- _Your goal_: In the entries below, find the line with "9083 section 5.4)." and print exactly every line from there up to and including the line with "a network object.", with no other lines.

- _Record set_:
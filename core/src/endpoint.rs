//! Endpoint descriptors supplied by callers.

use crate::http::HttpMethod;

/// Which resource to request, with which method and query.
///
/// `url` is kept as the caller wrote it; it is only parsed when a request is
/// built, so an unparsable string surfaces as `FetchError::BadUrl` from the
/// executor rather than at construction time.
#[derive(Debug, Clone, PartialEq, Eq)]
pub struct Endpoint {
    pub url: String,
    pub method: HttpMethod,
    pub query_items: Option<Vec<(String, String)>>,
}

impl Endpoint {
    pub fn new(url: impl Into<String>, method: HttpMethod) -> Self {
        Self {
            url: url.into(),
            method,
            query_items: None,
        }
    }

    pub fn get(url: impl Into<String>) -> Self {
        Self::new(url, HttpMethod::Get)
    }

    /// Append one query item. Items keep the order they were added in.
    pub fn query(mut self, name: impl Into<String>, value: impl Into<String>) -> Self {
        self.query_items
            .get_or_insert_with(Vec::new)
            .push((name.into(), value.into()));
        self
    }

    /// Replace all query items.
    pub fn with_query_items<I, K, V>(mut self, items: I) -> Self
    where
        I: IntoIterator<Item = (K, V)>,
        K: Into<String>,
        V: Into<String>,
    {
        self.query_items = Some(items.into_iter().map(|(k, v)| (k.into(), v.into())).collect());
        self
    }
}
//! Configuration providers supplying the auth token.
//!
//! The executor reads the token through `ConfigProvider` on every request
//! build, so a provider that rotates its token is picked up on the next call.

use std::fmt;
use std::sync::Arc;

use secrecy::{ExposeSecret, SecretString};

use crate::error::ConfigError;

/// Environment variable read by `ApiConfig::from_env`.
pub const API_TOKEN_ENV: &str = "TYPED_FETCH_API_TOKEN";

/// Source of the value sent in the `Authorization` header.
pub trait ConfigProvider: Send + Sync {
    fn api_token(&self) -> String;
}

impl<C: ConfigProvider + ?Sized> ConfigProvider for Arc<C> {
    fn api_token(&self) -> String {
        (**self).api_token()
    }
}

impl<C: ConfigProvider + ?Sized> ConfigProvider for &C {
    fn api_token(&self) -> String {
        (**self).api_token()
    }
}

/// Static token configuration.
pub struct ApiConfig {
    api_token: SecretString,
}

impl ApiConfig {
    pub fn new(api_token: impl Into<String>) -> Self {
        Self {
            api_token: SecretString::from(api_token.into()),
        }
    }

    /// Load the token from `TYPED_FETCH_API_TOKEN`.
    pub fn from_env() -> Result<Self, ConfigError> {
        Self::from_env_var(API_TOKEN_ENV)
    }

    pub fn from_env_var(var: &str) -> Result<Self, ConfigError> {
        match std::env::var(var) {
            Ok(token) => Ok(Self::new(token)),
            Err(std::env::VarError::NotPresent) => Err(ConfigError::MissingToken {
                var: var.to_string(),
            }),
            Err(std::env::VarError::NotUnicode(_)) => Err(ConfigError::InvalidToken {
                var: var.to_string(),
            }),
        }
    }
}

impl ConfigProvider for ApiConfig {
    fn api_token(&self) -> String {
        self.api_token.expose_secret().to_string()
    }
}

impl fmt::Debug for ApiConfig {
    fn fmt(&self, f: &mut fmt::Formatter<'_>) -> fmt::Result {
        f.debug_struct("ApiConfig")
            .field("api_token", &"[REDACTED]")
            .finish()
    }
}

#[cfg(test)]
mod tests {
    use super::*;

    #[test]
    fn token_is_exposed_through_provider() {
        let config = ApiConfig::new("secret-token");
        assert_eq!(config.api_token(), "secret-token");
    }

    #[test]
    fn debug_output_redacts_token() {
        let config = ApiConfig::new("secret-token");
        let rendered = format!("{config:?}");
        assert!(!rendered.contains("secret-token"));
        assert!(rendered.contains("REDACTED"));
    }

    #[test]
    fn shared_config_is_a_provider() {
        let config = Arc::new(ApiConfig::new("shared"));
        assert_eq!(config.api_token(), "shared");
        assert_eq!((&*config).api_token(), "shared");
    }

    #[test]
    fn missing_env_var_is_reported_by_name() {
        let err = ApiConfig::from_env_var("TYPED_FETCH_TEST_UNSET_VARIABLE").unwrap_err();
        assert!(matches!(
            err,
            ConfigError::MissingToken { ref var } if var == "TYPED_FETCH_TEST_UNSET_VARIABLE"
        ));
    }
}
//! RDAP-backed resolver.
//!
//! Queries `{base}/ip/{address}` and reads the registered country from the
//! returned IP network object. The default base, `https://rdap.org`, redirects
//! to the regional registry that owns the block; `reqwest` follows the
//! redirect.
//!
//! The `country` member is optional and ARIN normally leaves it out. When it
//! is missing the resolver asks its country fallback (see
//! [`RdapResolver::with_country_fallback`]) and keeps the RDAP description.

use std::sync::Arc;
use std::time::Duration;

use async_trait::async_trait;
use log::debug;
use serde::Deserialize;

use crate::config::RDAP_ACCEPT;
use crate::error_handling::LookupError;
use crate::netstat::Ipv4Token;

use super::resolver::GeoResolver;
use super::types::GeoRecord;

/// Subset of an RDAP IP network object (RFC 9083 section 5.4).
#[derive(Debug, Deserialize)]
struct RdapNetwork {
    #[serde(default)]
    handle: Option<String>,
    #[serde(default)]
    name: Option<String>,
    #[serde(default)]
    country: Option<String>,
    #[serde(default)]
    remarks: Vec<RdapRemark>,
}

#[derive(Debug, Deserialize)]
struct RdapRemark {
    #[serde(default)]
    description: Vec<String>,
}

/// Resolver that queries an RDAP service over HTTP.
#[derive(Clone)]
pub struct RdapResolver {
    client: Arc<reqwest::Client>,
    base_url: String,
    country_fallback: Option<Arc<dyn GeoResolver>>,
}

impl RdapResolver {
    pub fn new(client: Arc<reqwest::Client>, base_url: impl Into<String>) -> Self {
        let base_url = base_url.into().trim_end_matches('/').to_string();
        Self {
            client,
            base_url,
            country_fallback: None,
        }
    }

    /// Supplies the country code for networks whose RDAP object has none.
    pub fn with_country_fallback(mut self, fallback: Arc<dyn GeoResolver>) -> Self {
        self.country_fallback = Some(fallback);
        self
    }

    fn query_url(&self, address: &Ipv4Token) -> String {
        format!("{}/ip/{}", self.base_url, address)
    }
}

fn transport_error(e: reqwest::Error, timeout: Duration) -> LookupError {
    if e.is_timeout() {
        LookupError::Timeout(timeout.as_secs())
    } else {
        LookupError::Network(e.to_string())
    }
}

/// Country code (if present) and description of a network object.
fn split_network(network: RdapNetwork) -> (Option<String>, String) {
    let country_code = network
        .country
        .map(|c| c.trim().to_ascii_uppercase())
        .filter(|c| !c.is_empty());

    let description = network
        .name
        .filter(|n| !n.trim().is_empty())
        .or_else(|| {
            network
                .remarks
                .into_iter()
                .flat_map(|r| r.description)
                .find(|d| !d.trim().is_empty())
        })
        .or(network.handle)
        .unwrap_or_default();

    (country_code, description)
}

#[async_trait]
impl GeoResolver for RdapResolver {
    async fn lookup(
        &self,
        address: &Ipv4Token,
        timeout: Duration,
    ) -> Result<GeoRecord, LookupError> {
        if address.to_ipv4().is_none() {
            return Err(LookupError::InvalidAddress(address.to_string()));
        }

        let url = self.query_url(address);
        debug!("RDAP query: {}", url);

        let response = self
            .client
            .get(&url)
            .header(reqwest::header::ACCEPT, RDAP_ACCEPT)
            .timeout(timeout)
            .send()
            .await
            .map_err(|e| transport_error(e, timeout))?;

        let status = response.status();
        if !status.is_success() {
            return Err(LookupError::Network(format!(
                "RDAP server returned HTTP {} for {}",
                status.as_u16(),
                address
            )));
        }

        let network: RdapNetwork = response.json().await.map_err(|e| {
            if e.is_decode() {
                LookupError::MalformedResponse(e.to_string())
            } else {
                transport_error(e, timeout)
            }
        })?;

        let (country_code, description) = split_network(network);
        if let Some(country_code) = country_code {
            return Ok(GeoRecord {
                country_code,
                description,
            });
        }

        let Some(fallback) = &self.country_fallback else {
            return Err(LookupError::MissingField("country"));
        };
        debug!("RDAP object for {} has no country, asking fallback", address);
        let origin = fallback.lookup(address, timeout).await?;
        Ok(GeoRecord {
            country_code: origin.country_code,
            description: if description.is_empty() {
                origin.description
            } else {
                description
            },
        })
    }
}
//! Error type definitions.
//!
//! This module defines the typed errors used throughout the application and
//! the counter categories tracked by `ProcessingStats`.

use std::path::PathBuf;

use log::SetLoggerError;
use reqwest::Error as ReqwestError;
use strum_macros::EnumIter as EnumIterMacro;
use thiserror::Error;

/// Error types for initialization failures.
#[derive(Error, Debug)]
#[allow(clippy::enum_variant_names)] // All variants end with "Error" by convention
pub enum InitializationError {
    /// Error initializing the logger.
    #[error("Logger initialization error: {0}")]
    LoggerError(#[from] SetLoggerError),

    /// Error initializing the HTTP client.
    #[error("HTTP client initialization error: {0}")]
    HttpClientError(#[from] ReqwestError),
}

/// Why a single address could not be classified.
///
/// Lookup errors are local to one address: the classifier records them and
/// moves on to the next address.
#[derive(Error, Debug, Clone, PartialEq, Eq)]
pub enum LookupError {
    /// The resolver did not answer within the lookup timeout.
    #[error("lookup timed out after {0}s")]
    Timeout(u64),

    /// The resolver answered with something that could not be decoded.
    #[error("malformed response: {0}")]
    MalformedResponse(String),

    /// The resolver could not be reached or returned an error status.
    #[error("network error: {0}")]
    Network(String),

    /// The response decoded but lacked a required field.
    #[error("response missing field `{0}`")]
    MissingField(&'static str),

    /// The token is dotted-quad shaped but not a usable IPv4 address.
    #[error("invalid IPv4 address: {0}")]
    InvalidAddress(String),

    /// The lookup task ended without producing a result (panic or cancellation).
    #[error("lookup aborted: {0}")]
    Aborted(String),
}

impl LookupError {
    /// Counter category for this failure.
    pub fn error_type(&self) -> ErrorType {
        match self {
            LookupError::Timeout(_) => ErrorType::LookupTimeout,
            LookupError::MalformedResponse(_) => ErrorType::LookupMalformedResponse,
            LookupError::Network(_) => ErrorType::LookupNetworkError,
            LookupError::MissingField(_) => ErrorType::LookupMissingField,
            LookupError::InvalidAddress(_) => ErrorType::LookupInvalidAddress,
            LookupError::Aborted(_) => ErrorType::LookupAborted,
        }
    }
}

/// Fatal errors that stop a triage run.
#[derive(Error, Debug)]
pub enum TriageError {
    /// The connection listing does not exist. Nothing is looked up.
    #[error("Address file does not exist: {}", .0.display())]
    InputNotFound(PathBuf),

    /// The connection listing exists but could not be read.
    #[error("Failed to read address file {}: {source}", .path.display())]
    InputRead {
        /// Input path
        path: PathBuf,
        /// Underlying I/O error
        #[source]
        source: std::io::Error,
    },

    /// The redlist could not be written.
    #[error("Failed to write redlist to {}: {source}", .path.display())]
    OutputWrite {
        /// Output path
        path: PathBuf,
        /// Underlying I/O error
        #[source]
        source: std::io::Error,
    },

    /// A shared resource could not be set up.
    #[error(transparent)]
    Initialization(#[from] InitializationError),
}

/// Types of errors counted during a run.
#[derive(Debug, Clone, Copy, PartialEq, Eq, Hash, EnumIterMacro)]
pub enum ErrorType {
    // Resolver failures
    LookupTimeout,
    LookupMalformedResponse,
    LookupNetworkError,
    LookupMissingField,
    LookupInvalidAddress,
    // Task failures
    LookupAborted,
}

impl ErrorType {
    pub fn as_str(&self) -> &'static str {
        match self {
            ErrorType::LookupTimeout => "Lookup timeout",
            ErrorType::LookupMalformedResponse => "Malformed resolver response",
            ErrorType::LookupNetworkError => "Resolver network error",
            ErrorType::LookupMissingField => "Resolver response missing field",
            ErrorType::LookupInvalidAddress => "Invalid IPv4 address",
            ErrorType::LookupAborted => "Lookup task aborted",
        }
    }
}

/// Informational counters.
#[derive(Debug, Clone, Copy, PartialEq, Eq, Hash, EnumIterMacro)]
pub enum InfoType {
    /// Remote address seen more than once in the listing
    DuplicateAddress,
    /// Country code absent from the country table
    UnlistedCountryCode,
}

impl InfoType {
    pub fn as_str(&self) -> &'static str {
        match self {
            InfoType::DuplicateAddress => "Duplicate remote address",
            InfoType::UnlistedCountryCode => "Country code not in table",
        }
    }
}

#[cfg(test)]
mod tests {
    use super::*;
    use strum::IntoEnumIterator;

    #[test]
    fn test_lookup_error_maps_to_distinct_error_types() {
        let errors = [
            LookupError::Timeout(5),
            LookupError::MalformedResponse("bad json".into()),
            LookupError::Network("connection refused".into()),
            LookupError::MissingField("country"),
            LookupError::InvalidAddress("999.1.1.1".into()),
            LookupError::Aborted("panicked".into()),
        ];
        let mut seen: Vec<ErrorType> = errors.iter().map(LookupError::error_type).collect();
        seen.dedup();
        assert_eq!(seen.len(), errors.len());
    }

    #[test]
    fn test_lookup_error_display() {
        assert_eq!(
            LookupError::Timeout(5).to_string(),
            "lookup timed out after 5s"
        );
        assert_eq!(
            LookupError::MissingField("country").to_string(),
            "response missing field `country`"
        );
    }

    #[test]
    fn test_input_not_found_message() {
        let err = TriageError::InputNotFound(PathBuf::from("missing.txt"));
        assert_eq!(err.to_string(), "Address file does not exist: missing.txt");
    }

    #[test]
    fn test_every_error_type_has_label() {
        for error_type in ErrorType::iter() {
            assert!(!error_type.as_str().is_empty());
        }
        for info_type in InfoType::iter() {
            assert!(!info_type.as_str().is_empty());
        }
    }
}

- _Answer_:
/// Subset of an RDAP IP network object (RFC 9083 section 5.4).
#[derive(Debug, Deserialize)]
struct RdapNetwork {
    #[serde(default)]
    handle: Option<String>,
    #[serde(default)]
    name: Option<String>,
    #[serde(default)]
    country: Option<String>,
    #[serde(default)]
    remarks: Vec<RdapRemark>,
}

#[derive(Debug, Deserialize)]
struct RdapRemark {
    #[serde(default)]
    description: Vec<String>,
}

/// Resolver that queries an RDAP service over HTTP.
#[derive(Clone)]
pub struct RdapResolver {
    client: Arc<reqwest::Client>,
    base_url: String,
    country_fallback: Option<Arc<dyn GeoResolver>>,
}

impl RdapResolver {
    pub fn new(client: Arc<reqwest::Client>, base_url: impl Into<String>) -> Self {
        let base_url = base_url.into().trim_end_matches('/').to_string();
        Self {
            client,
            base_url,
            country_fallback: None,
        }
    }

    /// Supplies the country code for networks whose RDAP object has none.
    pub fn with_country_fallback(mut self, fallback: Arc<dyn GeoResolver>) -> Self {
        self.country_fallback = Some(fallback);
        self
    }

    fn query_url(&self, address: &Ipv4Token) -> String {
        format!("{}/ip/{}", self.base_url, address)
    }
}

fn transport_error(e: reqwest::Error, timeout: Duration) -> LookupError {
    if e.is_timeout() {
        LookupError::Timeout(timeout.as_secs())
    } else {
        LookupError::Network(e.to_string())
    }
}

/// Country code (if present) and description of a network object.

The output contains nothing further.